原文地址:
http://blog.engineering.kiip.me/post/20988881092/a-year-with-mongodb
This week marks the one year anniversary of Kiip running MongoDB in production. As of this week, we’ve also moved over 95% of our data off of MongoDB onto systems such as Riak and PostgreSQL, depending which solution made sense for the way we use our data. This post highlights our experience with MongoDB over the past year. A future post will elaborate on the migration process: how we evaluated the proper solutions to migrate to and how we migrated the data from MongoDB.
First, some numbers about our data to give context to the scale being discussed. The figures below represent the peak usage when we were completely on MongoDB — the numbers are actually much higher now but are spread across different data stores.
Data size: 240 GB
Total documents: 85,000,000
Operations per second: 520 (Create, reads, updates, etc.)
The Good
We were initially attracted to MongoDB due to the features highlighted on the website as well as word of mouth from those who had used it successfully. MongoDB delivered on some of its promises, and our early experiences were positive.
Schemaless - Being a document data store, the schemaless-nature of MongoDB helps a lot. It is easy to add new fields, and even completely change the structure of a model. We changed the structure of our heaviest used models a couple times in the past year, and instead of going back and updating millions of old documents, we simply added a “version” field to the document and the application handled the logic of reading both the old and new version. This flexibility was useful for both application developers and operations engineers.
Simple replication - Replica Sets are easy to setup and work well enough. There are some issues that I’ll talk about later, but for the most part as an early stage startup, this feature was easy to incorporate and appeared to work as advertised.
Query Language - Querying into documents and being able to perform atomic operations on your data is pretty cool. Both of these features were used heavily. Unfortunately, these queries didn’t scale due to underlying architectural problems. Early on we were able to use advanced queries to build features quickly into our application.
Full-featured Drivers for Many Languages - 10gen curates official MongoDB drivers for many languages, and in our experience the driver for each language we’ve tried has been top-notch. Drivers were never an issue when working with MongoDB.
The Bad
Although MongoDB has a lot of nice features on the surface, most of them are marred by underlying architectural issues.

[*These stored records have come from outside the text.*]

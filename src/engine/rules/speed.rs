use super::{AlertCandidate, Rule, RuleContext};
use crate::models::{AlertKind, Severity};

pub struct OverspeedRule {
    pub limit_kmh: f64,
}

impl Rule for OverspeedRule {
    fn kind(&self) -> AlertKind {
        AlertKind::Overspeed
    }

    fn evaluate(&self, ctx: &RuleContext<'_>) -> Option<AlertCandidate> {
        let speed = ctx.sample.speed;
        if speed <= self.limit_kmh {
            return None;
        }
        let message = format!(
            "{} is travelling at {:.1} km/h, above the {:.0} km/h limit",
            ctx.device_name, speed, self.limit_kmh
        );
        Some(
            AlertCandidate::at_sample(ctx, self.kind(), Severity::High, message)
                .with_measure(speed, self.limit_kmh),
        )
    }
}

/// Speed drop between consecutive samples.
pub struct HarshBrakingRule {
    pub max_drop_kmh: f64,
}

impl Rule for HarshBrakingRule {
    fn kind(&self) -> AlertKind {
        AlertKind::HarshBraking
    }

    fn evaluate(&self, ctx: &RuleContext<'_>) -> Option<AlertCandidate> {
        let previous = ctx.previous?;
        let drop = previous.speed - ctx.sample.speed;
        if drop <= self.max_drop_kmh {
            return None;
        }
        let message = format!(
            "Harsh braking on {}: {:.1} -> {:.1} km/h (drop of {:.1} km/h, limit {:.0})",
            ctx.device_name, previous.speed, ctx.sample.speed, drop, self.max_drop_kmh
        );
        Some(
            AlertCandidate::at_sample(ctx, self.kind(), Severity::High, message)
                .with_measure(drop, self.max_drop_kmh),
        )
    }
}

/// Speed gain between consecutive samples.
pub struct HarshAccelerationRule {
    pub max_gain_kmh: f64,
}

impl Rule for HarshAccelerationRule {
    fn kind(&self) -> AlertKind {
        AlertKind::HarshAcceleration
    }

    fn evaluate(&self, ctx: &RuleContext<'_>) -> Option<AlertCandidate> {
        let previous = ctx.previous?;
        let gain = ctx.sample.speed - previous.speed;
        if gain <= self.max_gain_kmh {
            return None;
        }
        let message = format!(
            "Harsh acceleration on {}: {:.1} -> {:.1} km/h (gain of {:.1} km/h, limit {:.0})",
            ctx.device_name, previous.speed, ctx.sample.speed, gain, self.max_gain_kmh
        );
        Some(
            AlertCandidate::at_sample(ctx, self.kind(), Severity::Medium, message)
                .with_measure(gain, self.max_gain_kmh),
        )
    }
}
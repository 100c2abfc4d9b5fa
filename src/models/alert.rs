use chrono::{DateTime, Utc};
use serde::{Deserialize, Serialize};
use uuid::Uuid;

/// Namespace for deterministic alert ids.
const ALERT_ID_NAMESPACE: Uuid = Uuid::from_u128(0x5c3e_9a41_7d2b_4f0e_8a6c_1b9d_2e4f_7a10);

/// Alert severity, ordered from least to most urgent.
///
/// ```
/// use siscom_alerts::models::Severity;
///
/// let sev: Severity = "high".parse().unwrap();
/// assert_eq!(sev, Severity::High);
/// assert!(Severity::Critical > Severity::Low);
/// ```
#[derive(Debug, Clone, Copy, PartialEq, Eq, Hash, PartialOrd, Ord, Serialize, Deserialize)]
#[serde(rename_all = "lowercase")]
pub enum Severity {
    Low,
    Medium,
    High,
    Critical,
}

impl std::fmt::Display for Severity {
    fn fmt(&self, f: &mut std::fmt::Formatter<'_>) -> std::fmt::Result {
        match self {
            Severity::Low => write!(f, "low"),
            Severity::Medium => write!(f, "medium"),
            Severity::High => write!(f, "high"),
            Severity::Critical => write!(f, "critical"),
        }
    }
}

impl std::str::FromStr for Severity {
    type Err = String;

    fn from_str(s: &str) -> Result<Self, Self::Err> {
        match s.to_lowercase().as_str() {
            "low" => Ok(Severity::Low),
            "medium" => Ok(Severity::Medium),
            "high" => Ok(Severity::High),
            "critical" => Ok(Severity::Critical),
            _ => Err(format!("unknown severity: {s}")),
        }
    }
}

#[derive(Debug, Clone, Copy, PartialEq, Eq, Hash, PartialOrd, Ord, Serialize, Deserialize)]
#[serde(rename_all = "kebab-case")]
pub enum AlertKind {
    Overspeed,
    LowFuel,
    LowBattery,
    HarshBraking,
    HarshCornering,
    HarshAcceleration,
    DriverMissing,
    Offline,
    HighTemperature,
    PhoneCall,
    ProtocolEvent,
}

impl AlertKind {
    pub const ALL: [AlertKind; 11] = [
        AlertKind::Overspeed,
        AlertKind::LowFuel,
        AlertKind::LowBattery,
        AlertKind::HarshBraking,
        AlertKind::HarshCornering,
        AlertKind::HarshAcceleration,
        AlertKind::DriverMissing,
        AlertKind::Offline,
        AlertKind::HighTemperature,
        AlertKind::PhoneCall,
        AlertKind::ProtocolEvent,
    ];

    pub fn as_str(&self) -> &'static str {
        match self {
            AlertKind::Overspeed => "overspeed",
            AlertKind::LowFuel => "low-fuel",
            AlertKind::LowBattery => "low-battery",
            AlertKind::HarshBraking => "harsh-braking",
            AlertKind::HarshCornering => "harsh-cornering",
            AlertKind::HarshAcceleration => "harsh-acceleration",
            AlertKind::DriverMissing => "driver-missing",
            AlertKind::Offline => "offline",
            AlertKind::HighTemperature => "high-temperature",
            AlertKind::PhoneCall => "phone-call",
            AlertKind::ProtocolEvent => "protocol-event",
        }
    }
}

impl std::fmt::Display for AlertKind {
    fn fmt(&self, f: &mut std::fmt::Formatter<'_>) -> std::fmt::Result {
        f.write_str(self.as_str())
    }
}

impl std::str::FromStr for AlertKind {
    type Err = String;

    fn from_str(s: &str) -> Result<Self, Self::Err> {
        let wanted = s.trim().to_lowercase().replace('_', "-");
        AlertKind::ALL
            .into_iter()
            .find(|kind| kind.as_str() == wanted)
            .ok_or_else(|| format!("unknown alert kind: {s}"))
    }
}

/// An alert produced by a rule and admitted by the dedup gate.
///
/// Position and measurement fields are copied from the triggering sample, so
/// the event stays displayable after newer samples arrive.
#[derive(Debug, Clone, PartialEq, Serialize, Deserialize)]
#[serde(rename_all = "camelCase")]
pub struct AlertEvent {
    pub id: Uuid,
    pub device_id: String,
    pub device_name: String,
    pub kind: AlertKind,
    pub severity: Severity,
    pub message: String,
    /// Measured value that tripped the rule, if numeric.
    pub value: Option<f64>,
    pub threshold: Option<f64>,
    pub timestamp: DateTime<Utc>,
    pub latitude: Option<f64>,
    pub longitude: Option<f64>,
    pub acknowledged: bool,
    pub acknowledged_at: Option<DateTime<Utc>>,
}

impl AlertEvent {
    /// Deterministic id for a (device, kind, trigger second) triple.
    pub fn derive_id(device_id: &str, kind: AlertKind, timestamp: DateTime<Utc>) -> Uuid {
        let name = format!("{}:{}:{}", device_id, kind.as_str(), timestamp.timestamp());
        Uuid::new_v5(&ALERT_ID_NAMESPACE, name.as_bytes())
    }

    /// Marks the event acknowledged. Returns false if it already was.
    pub fn acknowledge(&mut self, at: DateTime<Utc>) -> bool {
        if self.acknowledged {
            return false;
        }
        self.acknowledged = true;
        self.acknowledged_at = Some(at);
        true
    }
}

#[cfg(test)]
mod tests {
    use super::*;
    use chrono::{Duration, TimeZone};

    #[test]
    fn alert_kind_round_trips_through_str() {
        for kind in AlertKind::ALL {
            assert_eq!(kind.as_str().parse::<AlertKind>(), Ok(kind));
        }
        assert_eq!("LOW_FUEL".parse::<AlertKind>(), Ok(AlertKind::LowFuel));
        assert!("speeding".parse::<AlertKind>().is_err());
    }

    #[test]
    fn alert_kind_serializes_kebab_case() {
        let json = serde_json::to_string(&AlertKind::HarshCornering).unwrap();
        assert_eq!(json, "\"harsh-cornering\"");
    }

    #[test]
    fn derived_id_buckets_by_second() {
        let t = Utc.with_ymd_and_hms(2025, 11, 29, 6, 15, 15).unwrap();
        let a = AlertEvent::derive_id("7", AlertKind::Overspeed, t);
        let b = AlertEvent::derive_id("7", AlertKind::Overspeed, t + Duration::milliseconds(400));
        let c = AlertEvent::derive_id("7", AlertKind::Overspeed, t + Duration::seconds(1));
        let d = AlertEvent::derive_id("8", AlertKind::Overspeed, t);
        let e = AlertEvent::derive_id("7", AlertKind::HarshBraking, t);
        assert_eq!(a, b);
        assert_ne!(a, c);
        assert_ne!(a, d);
        assert_ne!(a, e);
    }
}
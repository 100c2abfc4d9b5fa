use siscom_alerts::config::{AppConfig, ReplayConfig};
use siscom_alerts::feed::{
    FeedSupervisor, HttpPositionApi, KafkaSource, PollSource, PositionApi, SampleSource,
};
use siscom_alerts::models::FeedBatch;
use siscom_alerts::processor;
use siscom_alerts::AlertEngine;
use std::sync::Arc;
use std::time::Duration;
use tokio::sync::{mpsc, oneshot};
use tokio::time::MissedTickBehavior;
use tracing::{error, info};

const BATCH_QUEUE: usize = 16;

#[tokio::main]
async fn main() -> anyhow::Result<()> {
    // Load config
    let config = AppConfig::load()?;

    // Init logging
    tracing_subscriber::fmt()
        .with_env_filter(&config.log_level)
        .init();

    info!("Starting Siscom Alerts Service...");
    info!(
        "Rule profile {:?}, speed limit {} km/h",
        config.profile, config.thresholds.speed_limit_kmh
    );

    let mut engine = AlertEngine::new(config.engine_config());
    let api = Arc::new(HttpPositionApi::new(
        &config.traccar_url,
        &config.traccar_user,
        &config.traccar_password,
        Duration::from_secs(config.http_timeout_secs),
    )?);

    if let Some(replay) = &config.replay {
        return run_replay(&mut engine, api.as_ref(), replay).await;
    }

    let push: Option<Box<dyn SampleSource>> = config
        .kafka
        .clone()
        .map(|settings| Box::new(KafkaSource::new(settings)) as Box<dyn SampleSource>);
    let poll = Box::new(PollSource::new(
        api,
        Duration::from_secs(config.poll_interval_secs),
    ));
    let mut feed = FeedSupervisor::new(push, poll, config.reconnect_policy());
    feed.start().await;
    info!("Feed started in {:?} mode", feed.mode());

    // The feed runs in its own task so the liveness sweep never cancels an
    // in-flight fetch or reconnect backoff.
    let (batch_tx, mut batch_rx) = mpsc::channel::<FeedBatch>(BATCH_QUEUE);
    let (stop_tx, stop_rx) = oneshot::channel::<()>();
    let feed_task = tokio::spawn(feed.forward(batch_tx, stop_rx));

    let mut liveness = tokio::time::interval(Duration::from_secs(config.liveness_interval_secs));
    liveness.set_missed_tick_behavior(MissedTickBehavior::Delay);
    let shutdown = tokio::signal::ctrl_c();
    tokio::pin!(shutdown);

    loop {
        tokio::select! {
            batch = batch_rx.recv() => match batch {
                Some(batch) => {
                    processor::process_batch(&mut engine, batch);
                }
                None => {
                    error!("Feed stopped");
                    break;
                }
            },
            _ = liveness.tick() => {
                processor::sweep(&mut engine, chrono::Utc::now());
            }
            _ = &mut shutdown => {
                info!("Shutdown requested");
                break;
            }
        }
    }

    let _ = stop_tx.send(());
    drop(batch_rx);
    if let Err(e) = feed_task.await {
        error!("Feed task failed: {}", e);
    }
    let summary = engine.summary();
    info!(
        total = summary.total,
        unacknowledged = summary.unacknowledged,
        "Session summary"
    );
    Ok(())
}

async fn run_replay(
    engine: &mut AlertEngine,
    api: &impl PositionApi,
    replay: &ReplayConfig,
) -> anyhow::Result<()> {
    info!(
        "Replaying device {} from {} to {}",
        replay.device_id, replay.from, replay.to
    );
    engine.register_devices(&api.get_devices().await?);
    let history = api
        .get_positions_history(&replay.device_id, replay.from, replay.to)
        .await?;
    let alerts = engine.replay(history);
    for alert in &alerts {
        println!("{}", serde_json::to_string(alert)?);
    }
    info!("Replay produced {} alerts", alerts.len());
    Ok(())
}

These issues are certainly fixable, but currently limit the practical usage we were able to achieve with MongoDB. This list highlights some of the major issues we ran into.

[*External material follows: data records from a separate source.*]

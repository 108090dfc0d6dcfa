//! Concrete tabular backends behind the [`TabularSource`](crate::types::TabularSource)
//! and [`ReportSink`](crate::storage::ReportSink) ports.

pub mod csv_dir;
pub mod sheets;

pub use csv_dir::CsvDirectory;
pub use sheets::SheetsClient;
use crate::error::{KpiError, Result};

/// Runtime configuration, read once at process start and passed by reference
/// into the pipeline. Core logic never looks at the environment itself.
#[derive(Debug, Clone)]
pub struct Config {
    /// Spreadsheet holding the `Lead` and `Attendance` worksheets.
    pub lead_sheet_id: String,
    /// Spreadsheet holding the `Project_Hours` worksheet.
    pub pdr_sheet_id: String,
    /// Spreadsheet the report is written to.
    pub report_sheet_id: String,
    /// Base URL of the spreadsheet service (sheets backend).
    pub sheets_base_url: Option<String>,
    /// Bearer token for the spreadsheet service (sheets backend).
    pub api_token: Option<String>,
    /// JSON credentials file carrying the access token (sheets backend).
    pub credentials_file: Option<String>,
    /// Root directory for the CSV backend.
    pub data_dir: String,
}

impl Config {
    /// Load configuration from the environment, failing fast on anything
    /// required. Missing sheet identifiers abort before any extraction.
    pub fn from_env() -> Result<Self> {
        dotenv::dotenv().ok();

        let config = Self {
            lead_sheet_id: require_env("SHEET_ID_LEAD")?,
            pdr_sheet_id: require_env("SHEET_ID_PDR")?,
            report_sheet_id: require_env("SHEET_ID_REPORT")?,
            sheets_base_url: optional_env("SHEETS_BASE_URL"),
            api_token: optional_env("SHEETS_API_TOKEN"),
            credentials_file: optional_env("SERVICE_ACCOUNT_FILE"),
            data_dir: optional_env("KPI_DATA_DIR").unwrap_or_else(|| "data".to_string()),
        };

        tracing::info!("Configuration loaded successfully");
        tracing::debug!("Lead sheet: {}", config.lead_sheet_id);
        tracing::debug!("Project hours sheet: {}", config.pdr_sheet_id);
        tracing::debug!("Report sheet: {}", config.report_sheet_id);
        if let Some(ref base) = config.sheets_base_url {
            tracing::debug!("Sheets base URL: {}", base);
        }

        Ok(config)
    }
}

fn require_env(name: &str) -> Result<String> {
    std::env::var(name)
        .ok()
        .map(|v| v.trim().to_string())
        .filter(|v| !v.is_empty())
        .ok_or_else(|| KpiError::Config(format!("{name} environment variable required")))
}

fn optional_env(name: &str) -> Option<String> {
    std::env::var(name)
        .ok()
        .map(|v| v.trim().to_string())
        .filter(|v| !v.is_empty())
}

#[cfg(test)]
mod tests {
    use super::*;

    #[test]
    fn require_env_rejects_blank_values() {
        std::env::set_var("KPI_TEST_BLANK", "   ");
        assert!(matches!(
            require_env("KPI_TEST_BLANK"),
            Err(KpiError::Config(_))
        ));
        std::env::remove_var("KPI_TEST_BLANK");
    }

    #[test]
    fn optional_env_trims_values() {
        std::env::set_var("KPI_TEST_TRIM", "  value  ");
        assert_eq!(optional_env("KPI_TEST_TRIM").as_deref(), Some("value"));
        std::env::remove_var("KPI_TEST_TRIM");
    }
}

Non-counting B-Trees - MongoDB uses non-counting B-trees as the underlying data structure to index data. This impacts a lot of what you’re able to do with MongoDB. It means that a simple count of a collection on an indexed field requires Mongo to traverse the entire matching subset of the B-tree. To support limit/offset queries, MongoDB needs to traverse the leaves of the B-tree to that point. This unnecessary traversal causes data you don’t need to be faulted into memory, potentially purging out warm or hot data, hurting your overall throughput. There has been an open ticket for this issue since September, 2010.

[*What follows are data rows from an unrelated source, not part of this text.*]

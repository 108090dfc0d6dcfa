//! Multi-source joiner: outer union of normalized records over the
//! (person, period) key. A key present in any source yields a joined record;
//! sources without a matching row stay absent rather than defaulting.

use crate::constants::{COL_PDR, COL_PROJECT_HOUR};
use crate::types::{ContributionStats, JoinedRecord, NormalizedRecord, Period, SourceKind};
use std::collections::HashMap;

/// Per-metric running mean, so duplicate lead/attendance rows for one key
/// average instead of clobbering each other.
#[derive(Debug, Default)]
struct MeanAccumulator {
    sums: HashMap<&'static str, (f64, u32)>,
}

impl MeanAccumulator {
    fn add(&mut self, metrics: &HashMap<&'static str, f64>) {
        for (name, value) in metrics {
            let entry = self.sums.entry(name).or_insert((0.0, 0));
            entry.0 += value;
            entry.1 += 1;
        }
    }

    fn finish(self) -> HashMap<&'static str, f64> {
        self.sums
            .into_iter()
            .map(|(name, (sum, count))| (name, sum / f64::from(count)))
            .collect()
    }
}

#[derive(Debug, Default)]
struct JoinAccumulator {
    display_name: Option<String>,
    lead: Option<MeanAccumulator>,
    contribution: Option<ContributionStats>,
    attendance: Option<MeanAccumulator>,
    project_names: Vec<String>,
}

impl JoinAccumulator {
    fn absorb(&mut self, record: NormalizedRecord) {
        match record.source {
            SourceKind::Lead => {
                if self.display_name.is_none() {
                    self.display_name = record.display_name;
                }
                self.lead
                    .get_or_insert_with(MeanAccumulator::default)
                    .add(&record.metrics);
            }
            SourceKind::Attendance => {
                self.attendance
                    .get_or_insert_with(MeanAccumulator::default)
                    .add(&record.metrics);
            }
            SourceKind::Contribution => {
                let stats = self.contribution.get_or_insert_with(ContributionStats::default);
                let hours = record.metrics.get(COL_PROJECT_HOUR).copied();
                let rating = record.metrics.get(COL_PDR).copied();
                if let Some(h) = hours {
                    stats.hours_total += h;
                }
                if let Some(r) = rating {
                    stats.rating_sum += r;
                    stats.rating_count += 1;
                    if let Some(h) = hours {
                        stats.rating_hours += r * h;
                        stats.rated_hours += h;
                    }
                }
                if let Some(name) = record.project_name {
                    // First-seen order, duplicates preserved; project_count
                    // dedupes later in the aggregator.
                    self.project_names.push(name);
                }
            }
        }
    }

    fn finish(self, person_id: String, period: Period) -> JoinedRecord {
        JoinedRecord {
            person_id,
            period,
            display_name: self.display_name,
            lead: self.lead.map(MeanAccumulator::finish),
            contribution: self.contribution,
            attendance: self.attendance.map(MeanAccumulator::finish),
            project_names: self.project_names,
        }
    }
}

/// Merge the three normalized collections into one joined record per key.
///
/// The resulting map has no ordering guarantee; the aggregator imposes the
/// final order.
pub fn join_sources(
    lead: Vec<NormalizedRecord>,
    contribution: Vec<NormalizedRecord>,
    attendance: Vec<NormalizedRecord>,
) -> HashMap<(String, Period), JoinedRecord> {
    let mut accumulators: HashMap<(String, Period), JoinAccumulator> = HashMap::new();

    for record in lead.into_iter().chain(contribution).chain(attendance) {
        let key = (record.person_id.clone(), record.period);
        accumulators.entry(key).or_default().absorb(record);
    }

    accumulators
        .into_iter()
        .map(|((person_id, period), acc)| {
            let joined = acc.finish(person_id.clone(), period);
            ((person_id, period), joined)
        })
        .collect()
}

#[cfg(test)]
mod tests {
    use super::*;
    use crate::constants::{COL_ATTENDANCE, COL_QUALITY};

    fn record(
        person: &str,
        month: u8,
        source: SourceKind,
        metrics: &[(&'static str, f64)],
    ) -> NormalizedRecord {
        NormalizedRecord {
            person_id: person.to_string(),
            period: Period::from_month(month).unwrap(),
            display_name: None,
            project_name: None,
            metrics: metrics.iter().copied().collect(),
            source,
        }
    }

    #[test]
    fn outer_union_keeps_keys_from_every_source() {
        let lead = vec![record("QAI_1", 1, SourceKind::Lead, &[(COL_QUALITY, 90.0)])];
        let attendance = vec![record(
            "QAI_2",
            1,
            SourceKind::Attendance,
            &[(COL_ATTENDANCE, 80.0)],
        )];

        let joined = join_sources(lead, vec![], attendance);

        assert_eq!(joined.len(), 2);
        let only_lead = &joined[&("QAI_1".to_string(), Period::from_month(1).unwrap())];
        assert!(only_lead.lead.is_some());
        assert!(only_lead.attendance.is_none());
        assert!(only_lead.contribution.is_none());
    }

    #[test]
    fn duplicate_lead_rows_average_per_metric() {
        let lead = vec![
            record("QAI_1", 1, SourceKind::Lead, &[(COL_QUALITY, 80.0)]),
            record("QAI_1", 1, SourceKind::Lead, &[(COL_QUALITY, 100.0)]),
            // A row missing the metric must not drag the mean down.
            record("QAI_1", 1, SourceKind::Lead, &[]),
        ];

        let joined = join_sources(lead, vec![], vec![]);
        let rec = &joined[&("QAI_1".to_string(), Period::from_month(1).unwrap())];
        assert_eq!(rec.lead.as_ref().unwrap()[COL_QUALITY], 90.0);
    }

    #[test]
    fn contribution_rows_fold_hours_and_names_in_order() {
        let mut first = record(
            "QAI_1",
            2,
            SourceKind::Contribution,
            &[(COL_PROJECT_HOUR, 30.0), (COL_PDR, 4.0)],
        );
        first.project_name = Some("Alpha".to_string());
        let mut second = record(
            "QAI_1",
            2,
            SourceKind::Contribution,
            &[(COL_PROJECT_HOUR, 10.0), (COL_PDR, 2.0)],
        );
        second.project_name = Some("Beta".to_string());
        let mut repeat = record("QAI_1", 2, SourceKind::Contribution, &[]);
        repeat.project_name = Some("Alpha".to_string());

        let joined = join_sources(vec![], vec![first, second, repeat], vec![]);
        let rec = &joined[&("QAI_1".to_string(), Period::from_month(2).unwrap())];
        let stats = rec.contribution.as_ref().unwrap();

        assert_eq!(rec.project_names, vec!["Alpha", "Beta", "Alpha"]);
        assert_eq!(stats.hours_total, 40.0);
        // (4*30 + 2*10) / 40 = 3.5
        assert_eq!(stats.weighted_rating(), Some(3.5));
    }

    #[test]
    fn zero_hour_ratings_fall_back_to_plain_mean() {
        let contribution = vec![
            record("QAI_1", 3, SourceKind::Contribution, &[(COL_PDR, 4.0)]),
            record("QAI_1", 3, SourceKind::Contribution, &[(COL_PDR, 2.0)]),
        ];

        let joined = join_sources(vec![], contribution, vec![]);
        let rec = &joined[&("QAI_1".to_string(), Period::from_month(3).unwrap())];
        assert_eq!(rec.contribution.as_ref().unwrap().weighted_rating(), Some(3.0));
    }

    #[test]
    fn display_name_comes_from_first_named_lead_row() {
        let mut anonymous = record("QAI_1", 1, SourceKind::Lead, &[]);
        anonymous.display_name = None;
        let mut named = record("QAI_1", 1, SourceKind::Lead, &[]);
        named.display_name = Some("Avery".to_string());

        let joined = join_sources(vec![anonymous, named], vec![], vec![]);
        let rec = &joined[&("QAI_1".to_string(), Period::from_month(1).unwrap())];
        assert_eq!(rec.display_name.as_deref(), Some("Avery"));
    }
}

Poor Memory Management - MongoDB manages memory by memory mapping your entire data set, leaving page cache management and faulting up to the kernel. A more intelligent scheme would be able to do things like fault in your indexes before use as well as handle faulting in of cold/hot data more effectively. The result is that memory usage can’t be effectively reasoned about, and performance is non-optimal.
Uncompressed field names - If you store 1,000 documents with the key “foo”, then “foo” is stored 1,000 times in your data set. Although MongoDB supports any arbitrary document, in practice most of your field names are similar. It is considered good practice to shorten field names for space optimization. A ticket for this issue has been open since April 2010, yet this problem still exists today. At Kiip, we built field aliasing into our model layer, so a field with name “username” may actually map to “u” in the database. The database should handle this transparently by keeping a logical mapping between field names and a compressed form, instead of requiring clients to handle it explicitly.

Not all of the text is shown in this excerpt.